Italiener aus Waiblingen, Fellbachs Rathauschef Palm und Polizei wehren sich gegen Mutmaßungen.

Waiblingen - Die Gerüchte existieren schon seit Jahren. Jetzt erhalten sie neue Nahrung – und ernten erboste Reaktionen. Konkret geht es um die Frage: Ist das Remstal eine Hochburg der Mafia? Das behauptet die Journalistin Petra Reski, die an diesem Dienstag im Waiblinger Kulturhaus Schwanen (20 Uhr) ihr Buch „Von Kamen nach Corleone“ über das Netz der Mafia in Deutschland vorstellt. Die katholische Gemeinde Waiblingen ist empört.

Mit ihren Thesen ist die 54-Jährige, die in Kamen im Ruhrgebiet geboren wurde und in Venedig lebt, schon länger auf dem Markt. „Baden-Württemberg ist neben Nordrhein-Westfalen eine Hochburg der ’Ndrangheta; Stuttgart, Fellbach, Singen – das ist aktenkundig und umfangreich dokumentiert“, erklärte sie etwa im Juni 2011 in einem Interview mit unserer Zeitung. Fellbach ist für Reski übrigens kein unbekanntes Pflaster: So erhielt sie zusammen mit dem Fotografen Paolo Pellegrin im Jahr 2003 den mit 6000 Euro dotierten und von der Weinstädter Presseagentur Zeitenspiegel ausgelobten Hansel-Mieth-Preis für engagierten Journalismus – für eine Reportage über die Auswirkungen des Kriegs auf ein Dorf in Kroatien.

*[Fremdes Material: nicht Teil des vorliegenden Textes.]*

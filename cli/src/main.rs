//! `xcode-bsp` - Build Server Protocol server for Xcode projects.
//!
//! Launched by the editor from the directory holding `.bsp/xcode-bsp.json`; speaks
//! JSON-RPC on stdin/stdout until `build/exit`.
//!
//! ```text
//! main() -> settings -> cache dir -> tracing -> project config -> store + graph
//!        -> ServerContext -> serve(stdin, stdout) -> exit code
//! ```

use std::env;
use std::fs::{self, OpenOptions};
use std::path::{Path, PathBuf};
use std::process;
use std::sync::{Arc, Mutex};

use anyhow::{Context, Result};
use tracing_subscriber::{EnvFilter, fmt, prelude::*};
use xcode_bsp_config::{ProjectConfig, ServerSettings};
use xcode_bsp_engine::{BuildGraphService, XcodeBuild};
use xcode_bsp_rpc::MessageWriter;
use xcode_bsp_server::{MethodRegistry, ServerContext, ServerOptions, serve};
use xcode_bsp_store::{DATABASE_FILE_NAME, SqliteArgumentStore};
use xcode_bsp_types::project_name_for;

const USAGE: &str = "usage: xcode-bsp [server]";

fn init_tracing(settings_filter: Option<&str>, cache_dir: &Path, warnings: Vec<String>) {
    let env_filter = EnvFilter::try_from_default_env()
        .or_else(|_| EnvFilter::try_new(settings_filter.unwrap_or("info")))
        .unwrap_or_else(|_| EnvFilter::new("info"));

    let log_path = cache_dir.join("logs").join("xcode-bsp.log");
    let (log_file, mut warnings) = open_log_file(&log_path, warnings);

    // stdout carries the protocol; logs go to the file or stderr only.
    match log_file {
        Some(file) => {
            tracing_subscriber::registry()
                .with(fmt::layer().with_ansi(false).with_writer(Mutex::new(file)))
                .with(env_filter)
                .init();
            tracing::info!(path = %log_path.display(), "Logging initialized");
        }
        None => {
            tracing_subscriber::registry()
                .with(fmt::layer().with_ansi(false).with_writer(std::io::stderr))
                .with(env_filter)
                .init();
            warnings.push("Logging to stderr".to_string());
        }
    }

    for warning in warnings {
        tracing::warn!("{warning}");
    }
}

fn open_log_file(path: &Path, mut warnings: Vec<String>) -> (Option<fs::File>, Vec<String>) {
    if let Some(parent) = path.parent()
        && let Err(e) = fs::create_dir_all(parent)
    {
        warnings.push(format!("Failed to create log dir {}: {e}", parent.display()));
        return (None, warnings);
    }

    match OpenOptions::new().create(true).append(true).open(path) {
        Ok(file) => (Some(file), warnings),
        Err(e) => {
            warnings.push(format!("Failed to open log file {}: {e}", path.display()));
            (None, warnings)
        }
    }
}

fn load_settings() -> (ServerSettings, Vec<String>) {
    match ServerSettings::load() {
        Ok(settings) => (settings.unwrap_or_default(), Vec::new()),
        Err(err) => (
            ServerSettings::default(),
            vec![format!("Ignoring server settings: {err}")],
        ),
    }
}

fn cache_dir(settings: &ServerSettings) -> Result<PathBuf> {
    let dir = settings
        .cache_dir()
        .context("Failed to determine a cache directory")?;
    fs::create_dir_all(&dir)
        .with_context(|| format!("Failed to create cache directory: {}", dir.display()))?;
    Ok(dir)
}

async fn run() -> Result<i32> {
    let (settings, warnings) = load_settings();
    let cache_dir = cache_dir(&settings)?;
    init_tracing(settings.log_filter(), &cache_dir, warnings);

    let root = env::current_dir().context("Failed to read the working directory")?;
    let project = ProjectConfig::load(&root)?;
    let project_name = project_name_for(&root);
    tracing::info!(
        root = %root.display(),
        cache = %cache_dir.display(),
        schemes = ?project.active_schemes,
        "starting {} {}",
        project.name,
        project.version
    );

    let store = SqliteArgumentStore::open(cache_dir.join(DATABASE_FILE_NAME))?;
    let client = XcodeBuild::new(&root, &cache_dir);
    let graph = BuildGraphService::new(Arc::new(client), project_name, project.active_schemes);

    let writer = Arc::new(MessageWriter::new(tokio::io::stdout()));
    let ctx = ServerContext::new(
        Arc::new(graph),
        Arc::new(store),
        writer,
        ServerOptions {
            cache_dir,
            source_kit_options_changed: settings.source_kit_options_changed(),
        },
    )?;
    let registry = MethodRegistry::standard()?;

    let code = serve(tokio::io::stdin(), Arc::new(ctx), Arc::new(registry)).await?;
    tracing::info!("exiting with code {code}");
    Ok(code)
}

#[tokio::main]
async fn main() {
    match env::args().nth(1).as_deref() {
        None | Some("server") => {}
        Some(other) => {
            eprintln!("unknown command: {other}\n{USAGE}");
            process::exit(2);
        }
    }

    match run().await {
        Ok(code) => process::exit(code),
        Err(err) => {
            tracing::error!("{err:#}");
            eprintln!("Error: {err:#}");
            process::exit(1);
        }
    }
}
use std::collections::BTreeSet;
use std::path::Path;

use anyhow::Result;
use xcode_bsp_rpc::{directory_uri, path_to_file_uri};
use xcode_bsp_types::LANGUAGE_IDS;
use xcode_bsp_types::bsp::{
    BspBuildTarget, BuildTargetCapabilities, InverseSourcesParams, InverseSourcesResult,
    SourceItem, SourceItemKind, SourcesItem, SourcesResult, TargetIdentifier, TargetsParams,
    WorkspaceBuildTargetsResult,
};

use super::document_path;
use crate::context::ServerContext;

pub(super) async fn build_targets(ctx: &ServerContext) -> Result<WorkspaceBuildTargetsResult> {
    let snapshot = ctx.graph.snapshot().await?;
    let targets = snapshot
        .targets
        .iter()
        .map(|target| BspBuildTarget {
            id: TargetIdentifier::new(target.uri.as_str()),
            display_name: target.display_name.clone(),
            tags: Vec::new(),
            language_ids: LANGUAGE_IDS.to_vec(),
            dependencies: target
                .dependencies
                .iter()
                .map(|uri| TargetIdentifier::new(uri.as_str()))
                .collect(),
            capabilities: BuildTargetCapabilities::default(),
        })
        .collect();
    Ok(WorkspaceBuildTargetsResult { targets })
}

pub(super) async fn sources(ctx: &ServerContext, params: TargetsParams) -> Result<SourcesResult> {
    let snapshot = ctx.graph.snapshot().await?;
    let items = params
        .targets
        .into_iter()
        .map(|target| {
            let files = snapshot.files_of(&target.uri);
            SourcesItem {
                sources: files
                    .iter()
                    .filter_map(|file| file_uri(file))
                    .map(|uri| SourceItem {
                        uri,
                        kind: SourceItemKind::File,
                        generated: false,
                    })
                    .collect(),
                roots: source_roots(files),
                target,
            }
        })
        .collect();
    Ok(SourcesResult { items })
}

pub(super) async fn inverse_sources(
    ctx: &ServerContext,
    params: InverseSourcesParams,
) -> Result<InverseSourcesResult> {
    let Some(path) = document_path(&params.text_document.uri) else {
        return Ok(InverseSourcesResult {
            targets: Vec::new(),
        });
    };
    let snapshot = ctx.graph.snapshot().await?;
    let targets = snapshot
        .targets_for(&path)
        .iter()
        .map(|uri| TargetIdentifier::new(uri.as_str()))
        .collect();
    Ok(InverseSourcesResult { targets })
}

fn file_uri(path: &str) -> Option<String> {
    match path_to_file_uri(Path::new(path)) {
        Ok(uri) => Some(uri.to_string()),
        Err(err) => {
            tracing::debug!("{err}");
            None
        }
    }
}

/// Distinct parent directories, sorted, as `file://` URIs ending in `/`.
fn source_roots(files: &[String]) -> Vec<String> {
    let directories: BTreeSet<String> = files
        .iter()
        .filter_map(|file| Path::new(file).parent())
        .map(|dir| dir.to_string_lossy().into_owned())
        .collect();
    directories
        .iter()
        .filter_map(|dir| directory_uri(Path::new(dir)).ok())
        .map(|uri| uri.to_string())
        .collect()
}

Etliche Bürger merkten auf und wurden bei den jeweiligen Stadtoberhäuptern vorstellig

Gerade in Fellbach stießen deshalb ihre Äußerungen bezüglich der Mafia im Großraum Stuttgart mit den angrenzenden Städten Esslingen, Ludwigsburg, Waiblingen und eben Fellbach auf besondere Aufmerksamkeit. Etliche Bürger merkten auf und wurden bei den jeweiligen Stadtoberhäuptern vorstellig. Fellbachs OB Christoph Palm erkundigte sich daraufhin persönlich beim Landeskriminalamt und sah sich eigens zu einer Stellungnahme im Gemeinderat veranlasst. Demnach stelle der Rems-Murr-Kreis „keinen Brennpunkt der italienischen organisierten Kriminalität“ dar. Tatsächlich seien nach dem Zweiten Weltkrieg zahlreiche Italiener speziell aus Kalabrien nach Deutschland und ins Remstal eingewandert. Und „die Ehre der Familie und ihr Zusammenhalt werden fast immer über individuelle Interessen und Selbstverwirklichung gestellt“. Doch führen diese Italiener im Remstal „teilweise in der dritten Generation ein bürgerliches Leben“ und seien „redliche, arbeitsame und gesetzestreue Mitglieder unserer Gesellschaft“. Palms Warnung vor einer Pauschalierung: „Den Schluss zu ziehen, jeder Kalabrese sei per se mafiaanfällig oder verdächtig, ist völlig falsch.“

In den vergangenen Tagen nun ist die Diskussion erneut aufgeflammt, diesmal in der Kreishauptstadt. Mit Blick auf Reskis Schwanen-Auftritt wies eine Lokalzeitung darauf hin, dass die Mafia laut der „preisgekrönten Journalistin Petra Reski“ auch Waiblingen als ihr „ureigenstes Terrain“ bezeichne. Dabei ging die Zeitung auch auf Reskis Anspielung bezüglich Stuttgart 21 ein. Die Landeshauptstadt sei „eine deutsche Hochburg der Mafia – und Schauplatz eines gigantischen Bauprojekts“. Kein Wunder, dass als Veranstalter von Reskis Gastspiel im Remstal unter anderem die Tiefbahnhofgegner des Waiblinger Bündnisses für K 21 agieren – „mit freundlicher Unterstützung der Volksbank Stuttgart eG“, wie es in der Einladung des Schwanen heißt.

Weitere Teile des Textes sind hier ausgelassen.